Con decorrenza
dal 7 aprile 2026 le aziende che fanno ricorso allo smart working
hanno un nuovo obbligo importante: devono consegnare per iscritto ai
lavoratori un’informativa su salute e sicurezza. Non è più una formalità,
ma un vero obbligo di legge: se non viene rispettato, il datore di lavoro e
i dirigenti rischiano sanzioni penali.
Questa regola
riguarda soprattutto il lavoro svolto fuori dagli spazi aziendali (ad
esempio da casa o altri luoghi scelti dal lavoratore). Le imprese devono quindi
aggiornare le proprie procedure e assicurarsi di poter dimostrare che
l’informativa è stata effettivamente consegnata.

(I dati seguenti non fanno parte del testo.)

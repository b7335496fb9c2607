//! Field update values: literal sets and the numeric increment sentinel.

use serde_json::Value;

use super::Document;

/// How `update_doc` merges one field.
///
/// `Increment` is the only non-literal merge semantic the store supports:
/// it adds to the current numeric value instead of overwriting, treating a
/// missing or non-numeric current value as 0. Integer operands stay
/// integers.
#[derive(Debug, Clone, PartialEq)]
pub enum FieldValue {
    Set(Value),
    Increment(i64),
}

impl FieldValue {
    pub fn set(value: impl Into<Value>) -> Self {
        FieldValue::Set(value.into())
    }

    pub fn increment(n: i64) -> Self {
        FieldValue::Increment(n)
    }
}

pub(crate) fn apply(doc: &mut Document, field: &str, value: &FieldValue) {
    match value {
        FieldValue::Set(v) => {
            doc.insert(field.to_string(), v.clone());
        }
        FieldValue::Increment(n) => {
            let next = match doc.get(field) {
                Some(Value::Number(num)) => {
                    if let Some(i) = num.as_i64() {
                        Value::from(i.saturating_add(*n))
                    } else if let Some(f) = num.as_f64() {
                        serde_json::Number::from_f64(f + *n as f64)
                            .map(Value::Number)
                            .unwrap_or_else(|| Value::from(*n))
                    } else {
                        Value::from(*n)
                    }
                }
                _ => Value::from(*n),
            };
            doc.insert(field.to_string(), next);
        }
    }
}
use std::path::{Path, PathBuf};

use solwright_core::{Catalog, CatalogError};
use solwright_lib::Config;
use solwright_lib::features::{GenericOptions, generate_with_config};

/// Where the contract options come from.
#[derive(Debug)]
pub enum OptionsSource {
    Inline(GenericOptions),
    File(PathBuf),
}

#[derive(Debug)]
pub struct GenerateArgs {
    pub options: OptionsSource,
    pub catalog_path: Option<PathBuf>,
    pub output: Option<PathBuf>,
    pub pragma: Option<String>,
}

#[derive(Debug, thiserror::Error)]
pub enum GenerateError {
    #[error("failed to read `{}`: {source}", path.display())]
    Read {
        path: PathBuf,
        source: std::io::Error,
    },

    #[error("invalid options in `{}`: {source}", path.display())]
    Options {
        path: PathBuf,
        source: serde_json::Error,
    },

    #[error("invalid catalog `{}`: {source}", path.display())]
    Catalog { path: PathBuf, source: CatalogError },

    #[error(transparent)]
    Build(#[from] solwright_lib::Error),

    #[error("failed to write `{}`: {source}", path.display())]
    Write {
        path: PathBuf,
        source: std::io::Error,
    },
}

pub fn run(args: GenerateArgs) {
    if let Err(e) = execute(&args) {
        eprintln!("error: {e}");
        std::process::exit(1);
    }
}

fn execute(args: &GenerateArgs) -> Result<(), GenerateError> {
    let source = render(args)?;

    match &args.output {
        Some(path) => {
            std::fs::write(path, &source).map_err(|source| GenerateError::Write {
                path: path.clone(),
                source,
            })?;
            tracing::info!(path = %path.display(), "contract written");
        }
        None => print!("{source}"),
    }
    Ok(())
}

/// Load inputs, build the model and emit it.
pub fn render(args: &GenerateArgs) -> Result<String, GenerateError> {
    let loaded;
    let options = match &args.options {
        OptionsSource::Inline(options) => options,
        OptionsSource::File(path) => {
            loaded = load_options(path)?;
            &loaded
        }
    };

    let custom;
    let catalog = match &args.catalog_path {
        Some(path) => {
            custom = load_catalog(path)?;
            &custom
        }
        None => Catalog::builtin(),
    };

    let mut config = Config::new();
    if let Some(pragma) = &args.pragma {
        config = config.pragma(pragma);
    }

    Ok(generate_with_config(options, catalog, &config)?)
}

fn read(path: &Path) -> Result<String, GenerateError> {
    std::fs::read_to_string(path).map_err(|source| GenerateError::Read {
        path: path.to_path_buf(),
        source,
    })
}

pub fn load_options(path: &Path) -> Result<GenericOptions, GenerateError> {
    let text = read(path)?;
    serde_json::from_str(&text).map_err(|source| GenerateError::Options {
        path: path.to_path_buf(),
        source,
    })
}

pub fn load_catalog(path: &Path) -> Result<Catalog, GenerateError> {
    let text = read(path)?;
    tracing::debug!(path = %path.display(), "loading catalog");
    Catalog::from_json(&text).map_err(|source| GenerateError::Catalog {
        path: path.to_path_buf(),
        source,
    })
}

In particolare, il datore di lavoro è tenuto ad
assolvere tutti gli obblighi di sicurezza compatibili con la modalità di lavoro
agile con particolare riferimento all’utilizzo dei videoterminali.
A chi va
consegnata l’informativa
L’informativa deve essere consegnata:
- al lavoratore in smart working;
- al rappresentante dei lavoratori per la sicurezza (RLS).

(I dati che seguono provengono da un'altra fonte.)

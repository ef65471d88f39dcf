//! The build-session aggregate.
//!
//! A [`ContractModel`] starts in the `Building` state, where feature modules
//! mutate it in any order. The first call to [`ContractModel::emit`] moves it
//! to `Emitted`; from then on every mutation fails with
//! [`Error::ModelFrozen`](crate::Error::ModelFrozen) and emission keeps
//! returning the same text.

mod constructor;
mod functions;
mod invariants;
mod parents;
mod registry;
pub mod storage;

#[cfg(test)]
mod functions_tests;
#[cfg(test)]
mod storage_tests;

pub use constructor::{ConstructorArg, ConstructorModel, Owner};
pub use functions::{
    FunctionArg, FunctionDef, FunctionEntry, FunctionId, FunctionKey, FunctionKind,
    FunctionTable, Mutability,
};
pub use parents::{ParentArg, ParentReference, ParentSet};
pub use registry::{Declaration, Symbol, SymbolKind, SymbolRegistry};
pub use storage::{
    DEFAULT_NAMESPACE, Placement, RecordNames, StateVariable, StorageLayout, StorageRecord,
    Visibility, erc7201_slot,
};

use std::collections::HashSet;

use crate::emit::{self, Config};
use crate::{Error, Result};

/// Lifecycle of a model.
#[derive(Clone, Copy, Debug, PartialEq, Eq)]
pub enum State {
    Building,
    Emitted,
}

/// An import as seen by the emitter.
#[derive(Clone, Debug, PartialEq, Eq)]
pub struct ImportEntry<'a> {
    pub name: &'a str,
    pub path: &'a str,
    /// True when nothing is inherited under this name.
    pub import_only: bool,
    /// Whether upgradeable builds import the `<Name>Upgradeable` variant.
    pub transpiled: bool,
}

/// Everything one contract accumulates during a build session.
#[derive(Clone, Debug)]
pub struct ContractModel {
    name: String,
    upgradeable: bool,
    state: State,
    license: Option<String>,
    natspec: Vec<(String, String)>,
    namespace: String,
    registry: SymbolRegistry,
    transpiled: HashSet<String>,
    parents: ParentSet,
    functions: FunctionTable,
    constructor: ConstructorModel,
    storage: StorageLayout,
}

impl ContractModel {
    /// Model for a plain (non-upgradeable) contract.
    pub fn new(name: impl Into<String>) -> Self {
        Self::with_layout(name.into(), false)
    }

    /// Model for an upgradeable contract: state goes to namespaced storage
    /// and the constructor becomes an initializer.
    pub fn new_upgradeable(name: impl Into<String>) -> Self {
        Self::with_layout(name.into(), true)
    }

    fn with_layout(name: String, upgradeable: bool) -> Self {
        Self {
            name,
            upgradeable,
            state: State::Building,
            license: None,
            natspec: Vec::new(),
            namespace: storage::DEFAULT_NAMESPACE.to_string(),
            registry: SymbolRegistry::new(),
            transpiled: HashSet::new(),
            parents: ParentSet::new(),
            functions: FunctionTable::new(),
            constructor: ConstructorModel::new(),
            storage: StorageLayout::new(upgradeable),
        }
    }

    fn ensure_building(&self) -> Result<()> {
        match self.state {
            State::Building => Ok(()),
            State::Emitted => Err(Error::ModelFrozen),
        }
    }

    // Info

    pub fn set_license(&mut self, license: impl Into<String>) -> Result<()> {
        self.ensure_building()?;
        self.license = Some(license.into());
        Ok(())
    }

    /// Add a contract-level natspec tag such as `@custom:security-contact`.
    pub fn add_natspec_tag(
        &mut self,
        key: impl Into<String>,
        value: impl Into<String>,
    ) -> Result<()> {
        self.ensure_building()?;
        let tag = (key.into(), value.into());
        if !self.natspec.contains(&tag) {
            self.natspec.push(tag);
        }
        Ok(())
    }

    /// Namespace used by [`add_variable`](Self::add_variable) from now on.
    pub fn set_namespace(&mut self, namespace: impl Into<String>) -> Result<()> {
        self.ensure_building()?;
        self.namespace = namespace.into();
        Ok(())
    }

    // Symbols

    /// Import `name` from `path` without inheriting it.
    pub fn add_import(&mut self, name: &str, path: &str) -> Result<bool> {
        self.ensure_building()?;
        self.registry.register(SymbolKind::Import, name, path)
    }

    /// Import a base contract without inheriting it. Upgradeable builds
    /// import its upgradeable variant when it has one.
    pub fn add_import_of(&mut self, base: &ParentReference) -> Result<bool> {
        self.ensure_building()?;
        let added = self
            .registry
            .register(SymbolKind::Import, &base.name, &base.path)?;
        if base.transpiled {
            self.transpiled.insert(base.name.clone());
        }
        Ok(added)
    }

    pub fn add_constant(&mut self, decl: Declaration) -> Result<bool> {
        self.add_declaration(SymbolKind::Constant, decl)
    }

    pub fn add_error(&mut self, decl: Declaration) -> Result<bool> {
        self.add_declaration(SymbolKind::Error, decl)
    }

    pub fn add_event(&mut self, decl: Declaration) -> Result<bool> {
        self.add_declaration(SymbolKind::Event, decl)
    }

    fn add_declaration(&mut self, kind: SymbolKind, decl: Declaration) -> Result<bool> {
        self.ensure_building()?;
        self.registry
            .register_with_doc(kind, &decl.name, &decl.text, decl.doc)
    }

    // Parents

    /// Inherit `parent`. Returns false if a parent with the same name is
    /// already present, in which case nothing changes. A parent whose name
    /// is already imported from another path is a `SymbolConflict`.
    pub fn add_parent(&mut self, parent: ParentReference) -> Result<bool> {
        self.ensure_building()?;
        self.registry
            .register(SymbolKind::Import, &parent.name, &parent.path)?;
        if self.parents.contains(&parent.name) {
            tracing::trace!(parent = %parent.name, "parent already present");
            return Ok(false);
        }
        if parent.transpiled {
            self.transpiled.insert(parent.name.clone());
        }
        tracing::debug!(parent = %parent.name, args = parent.args.len(), "adding parent");
        Ok(self.parents.insert(parent))
    }

    /// Declare that `function` overrides the definition inherited from `parent`.
    ///
    /// The override target must be in scope, so it is imported if it is not
    /// inherited directly.
    pub fn add_override(&mut self, parent: &ParentReference, function: FunctionId) -> Result<()> {
        self.add_import_of(parent)?;
        self.functions
            .add_override(function, &parent.name, parent.transpiled);
        Ok(())
    }

    // Functions

    /// Get or create the function with `def`'s identity.
    pub fn add_function(&mut self, def: FunctionDef) -> Result<FunctionId> {
        self.ensure_building()?;
        let signature = def.signature();
        let (id, created) = self.functions.insert(def);
        if created {
            tracing::debug!(function = %signature, "adding function");
        }
        Ok(id)
    }

    /// Give `function` its final body. Fails if it already has one.
    pub fn set_function_body(&mut self, function: FunctionId, lines: Vec<String>) -> Result<()> {
        self.ensure_building()?;
        self.functions.set_body(function, lines)?;
        tracing::debug!(function = ?function, "function body finalized");
        Ok(())
    }

    /// Append a line that runs before the inherited implementation.
    pub fn add_function_code(&mut self, function: FunctionId, line: impl Into<String>) -> Result<()> {
        self.ensure_building()?;
        self.functions.add_code(function, line.into())
    }

    /// Attach `modifier` to `function` unless it is already attached.
    pub fn add_modifier(&mut self, function: FunctionId, modifier: impl Into<String>) -> Result<()> {
        self.ensure_building()?;
        self.functions.add_modifier(function, modifier.into());
        Ok(())
    }

    pub fn add_function_doc(&mut self, function: FunctionId, line: impl Into<String>) -> Result<()> {
        self.ensure_building()?;
        self.functions.add_doc(function, line.into());
        Ok(())
    }

    // Constructor

    pub fn add_constructor_argument(&mut self, arg: ConstructorArg, owner: Owner) -> Result<bool> {
        self.ensure_building()?;
        self.constructor.add_argument(arg, owner)
    }

    pub fn add_constructor_code(&mut self, stmt: impl Into<String>) -> Result<()> {
        self.ensure_building()?;
        self.constructor.add_code(stmt.into());
        Ok(())
    }

    // Storage

    /// Declare a state variable in the current namespace.
    pub fn add_variable(&mut self, var: StateVariable) -> Result<bool> {
        let namespace = self.namespace.clone();
        self.add_variable_in(&namespace, var)
    }

    /// Declare a state variable in `namespace` (ignored by plain builds).
    ///
    /// Re-declaring a variable is a no-op only within the same namespace;
    /// moving it to another record is a `SymbolConflict`.
    pub fn add_variable_in(&mut self, namespace: &str, var: StateVariable) -> Result<bool> {
        self.ensure_building()?;
        if !self
            .registry
            .register(SymbolKind::Variable, &var.name, &var.declaration())?
        {
            if let Some(Placement::Record(existing)) = self.storage.placement(&var.name)
                && existing != namespace
            {
                return Err(Error::SymbolConflict {
                    key: var.name,
                    existing: format!("variable in {existing}"),
                    requested: format!("variable in {namespace}"),
                });
            }
            return Ok(false);
        }
        Ok(self.storage.add(var, namespace))
    }

    /// Expression that reads or writes `variable` from inside `function`.
    ///
    /// In upgradeable builds this marks `function` so the emitter binds the
    /// storage record once at the top of its body.
    pub fn storage_access(&mut self, function: FunctionId, variable: &str) -> Result<String> {
        self.ensure_building()?;
        let placement = self
            .storage
            .placement(variable)
            .ok_or_else(|| Error::UnknownStateVariable {
                name: variable.to_string(),
            })?;

        match placement {
            Placement::Plain => Ok(variable.to_string()),
            Placement::Record(namespace) => {
                let namespace = namespace.clone();
                let names = self
                    .storage
                    .record_names(&namespace, &self.name)
                    .ok_or_else(|| Error::UnknownStateVariable {
                        name: variable.to_string(),
                    })?;
                self.functions.use_storage(function, &namespace);
                Ok(format!("{}.{variable}", names.var))
            }
        }
    }

    // Emission

    /// Render the contract and freeze the model.
    ///
    /// Rendering is pure: calling this again on the frozen model with the
    /// same config returns byte-identical text.
    pub fn emit(&mut self, config: &Config) -> String {
        let output = emit::render(self, config);
        if self.state == State::Building {
            tracing::debug!(contract = %self.name, bytes = output.len(), "model emitted");
            self.state = State::Emitted;
        }
        output
    }

    // Read access

    pub fn name(&self) -> &str {
        &self.name
    }

    pub fn is_upgradeable(&self) -> bool {
        self.upgradeable
    }

    pub fn state(&self) -> State {
        self.state
    }

    pub fn license(&self) -> Option<&str> {
        self.license.as_deref()
    }

    pub fn natspec(&self) -> &[(String, String)] {
        &self.natspec
    }

    pub fn registry(&self) -> &SymbolRegistry {
        &self.registry
    }

    pub fn parents(&self) -> &ParentSet {
        &self.parents
    }

    pub fn functions(&self) -> &FunctionTable {
        &self.functions
    }

    pub fn function(&self, id: FunctionId) -> Option<&FunctionEntry> {
        self.functions.get(id)
    }

    pub fn constructor(&self) -> &ConstructorModel {
        &self.constructor
    }

    pub fn storage(&self) -> &StorageLayout {
        &self.storage
    }

    /// Imports in registration order, flagged by whether they are inherited.
    pub fn imports(&self) -> impl Iterator<Item = ImportEntry<'_>> {
        self.registry.of_kind(SymbolKind::Import).map(|symbol| ImportEntry {
            name: &symbol.name,
            path: &symbol.payload,
            import_only: !self.parents.contains(&symbol.name),
            transpiled: self.transpiled.contains(&symbol.name),
        })
    }
}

Non basta averla preparata: l’azienda deve anche poter
dimostrare nel tempo che la consegna è avvenuta.
Contenuti
dell’informativa
Il documento deve spiegare in
modo chiaro:
- l’individuazione
dei rischi generali e specifici connessi allo svolgimento dell’attività in
modalità agile;
- i rischi
derivanti dall’utilizzo improprio delle attrezzature, inclusi quelli di
natura elettrica;
- i rischi
per l’apparato oculo-visivo e muscolo-scheletrico;
- i rischi
connessi allo stress lavoro-correlato, anche alla luce delle indicazioni
fornite dall’INAIL nel 2025, che ha elaborato un modulo integrativo
specifico per il lavoro agile;
- le misure
di prevenzione e protezione che il lavoratore è tenuto ad adottare.
Viene introdotta
la sanzione penale: arresto da 2 a 4 mesi, oppure multa da circa
1.700 a oltre 7.400 euro.
Le imprese devono:
- contattare il tecnico per la sicurezza e
richiedere idonea informativa che sia adeguata ai rischi reali del lavoro
agile;
- effettuare la consegna a lavoratori e RLS in
modo tracciabile (pec o consegna a mani con firma e data per ricevuta).